START INPUT DATA

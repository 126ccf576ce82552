use crate::error::StoreError;
use crate::models::{RetrievedChunk, VectorStoreEntry};

/// Cosine similarity; 0.0 when either vector has zero magnitude.
pub fn cosine_similarity(a: &[f32], b: &[f32]) -> f32 {
    let dot: f32 = a.iter().zip(b).map(|(x, y)| x * y).sum();
    let norm_a: f32 = a.iter().map(|x| x * x).sum::<f32>().sqrt();
    let norm_b: f32 = b.iter().map(|x| x * x).sum::<f32>().sqrt();

    if norm_a == 0.0 || norm_b == 0.0 {
        return 0.0;
    }

    dot / (norm_a * norm_b)
}

/// Scores `entries` (in insertion order) against the query and keeps the best `k`.
pub fn top_k(
    entries: &[VectorStoreEntry],
    query_vector: &[f32],
    k: usize,
) -> Result<Vec<RetrievedChunk>, StoreError> {
    if k == 0 || entries.is_empty() {
        return Ok(Vec::new());
    }

    let expected = entries[0].vector.len();
    if query_vector.len() != expected {
        return Err(StoreError::DimensionMismatch {
            expected,
            found: query_vector.len(),
        });
    }

    let mut scored: Vec<(usize, f32)> = entries
        .iter()
        .enumerate()
        .map(|(position, entry)| (position, cosine_similarity(query_vector, &entry.vector)))
        .collect();

    // sort_by is stable, so ties stay in insertion order
    scored.sort_by(|left, right| right.1.total_cmp(&left.1));

    Ok(scored
        .into_iter()
        .take(k)
        .map(|(position, score)| {
            let entry = &entries[position];
            RetrievedChunk {
                score,
                text: entry.text.clone(),
                metadata: entry.metadata.clone(),
            }
        })
        .collect())
}
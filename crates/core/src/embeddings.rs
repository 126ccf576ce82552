use crate::config::RagConfig;
use crate::error::{ConfigError, EmbeddingError};
use async_trait::async_trait;
use reqwest::Client;
use serde::{Deserialize, Serialize};
use tracing::{debug, error};
use url::Url;

pub const DEFAULT_EMBEDDING_DIMENSIONS: usize = 128;

#[async_trait]
pub trait Embedder: Send + Sync {
    fn model_name(&self) -> &str;

    async fn embed_batch(&self, texts: &[&str]) -> Result<Vec<Vec<f32>>, EmbeddingError>;

    async fn embed(&self, text: &str) -> Result<Vec<f32>, EmbeddingError> {
        let mut vectors = self.embed_batch(&[text]).await?;
        if vectors.len() != 1 {
            return Err(EmbeddingError::CountMismatch {
                expected: 1,
                returned: vectors.len(),
            });
        }
        Ok(vectors.remove(0))
    }
}

/// Hashed character-trigram embedder. Deterministic and offline.
#[derive(Debug, Clone, Copy)]
pub struct CharacterNgramEmbedder {
    pub dimensions: usize,
}

impl Default for CharacterNgramEmbedder {
    fn default() -> Self {
        Self {
            dimensions: DEFAULT_EMBEDDING_DIMENSIONS,
        }
    }
}

impl CharacterNgramEmbedder {
    pub fn embed_text(&self, text: &str) -> Vec<f32> {
        let mut vector = vec![0f32; self.dimensions.max(1)];
        let lowered = text.to_lowercase();
        let chars: Vec<char> = lowered.chars().collect();

        if chars.is_empty() {
            return vector;
        }

        for window in chars.windows(3) {
            let token = window.iter().collect::<String>();
            let mut hash = 1469598103934665603u64;
            for byte in token.bytes() {
                hash ^= byte as u64;
                hash = hash.wrapping_mul(1099511628211);
            }
            let bucket = (hash % vector.len() as u64) as usize;
            vector[bucket] += 1.0;
        }

        let magnitude = vector.iter().map(|value| value * value).sum::<f32>().sqrt();
        if magnitude > 0.0 {
            for value in &mut vector {
                *value /= magnitude;
            }
        }

        vector
    }
}

#[async_trait]
impl Embedder for CharacterNgramEmbedder {
    fn model_name(&self) -> &str {
        "char-trigram"
    }

    async fn embed_batch(&self, texts: &[&str]) -> Result<Vec<Vec<f32>>, EmbeddingError> {
        Ok(texts.iter().map(|text| self.embed_text(text)).collect())
    }
}

#[derive(Serialize)]
struct EmbedRequest<'a> {
    model: &'a str,
    input: &'a [&'a str],
}

#[derive(Deserialize)]
struct EmbedResponse {
    embeddings: Vec<Vec<f32>>,
}

/// Embedder backed by an Ollama server's `/api/embed` endpoint.
pub struct OllamaEmbedder {
    client: Client,
    endpoint: Url,
    model: String,
}

impl OllamaEmbedder {
    pub fn new(config: &RagConfig) -> Result<Self, ConfigError> {
        Ok(Self {
            client: config.http_client()?,
            endpoint: config.base_url()?.join("api/embed")?,
            model: config.embedding_model.clone(),
        })
    }
}

#[async_trait]
impl Embedder for OllamaEmbedder {
    fn model_name(&self) -> &str {
        &self.model
    }

    async fn embed_batch(&self, texts: &[&str]) -> Result<Vec<Vec<f32>>, EmbeddingError> {
        if texts.is_empty() {
            return Ok(Vec::new());
        }

        debug!(model = %self.model, batch_size = texts.len(), "embedding batch");

        let response = self
            .client
            .post(self.endpoint.clone())
            .json(&EmbedRequest {
                model: &self.model,
                input: texts,
            })
            .send()
            .await
            .map_err(|e| {
                error!(model = %self.model, error = %e, "embedding request failed");
                EmbeddingError::Http(e)
            })?;

        if !response.status().is_success() {
            let status = response.status();
            let body = response.text().await.unwrap_or_default();
            error!(model = %self.model, %status, "embedding backend error");
            return Err(EmbeddingError::BackendResponse {
                backend: "ollama".to_string(),
                details: format!("{status}: {body}"),
            });
        }

        let parsed: EmbedResponse = response.json().await?;
        if parsed.embeddings.len() != texts.len() {
            return Err(EmbeddingError::CountMismatch {
                expected: texts.len(),
                returned: parsed.embeddings.len(),
            });
        }

        Ok(parsed.embeddings)
    }
}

END INPUT DATA

Find the word "expected" in the records and pull out each line that has it.

▶ _ANSWER TO THIS TASK_:
    let expected = entries[0].vector.len();
    if query_vector.len() != expected {
            expected,
                expected: 1,
                expected: texts.len(),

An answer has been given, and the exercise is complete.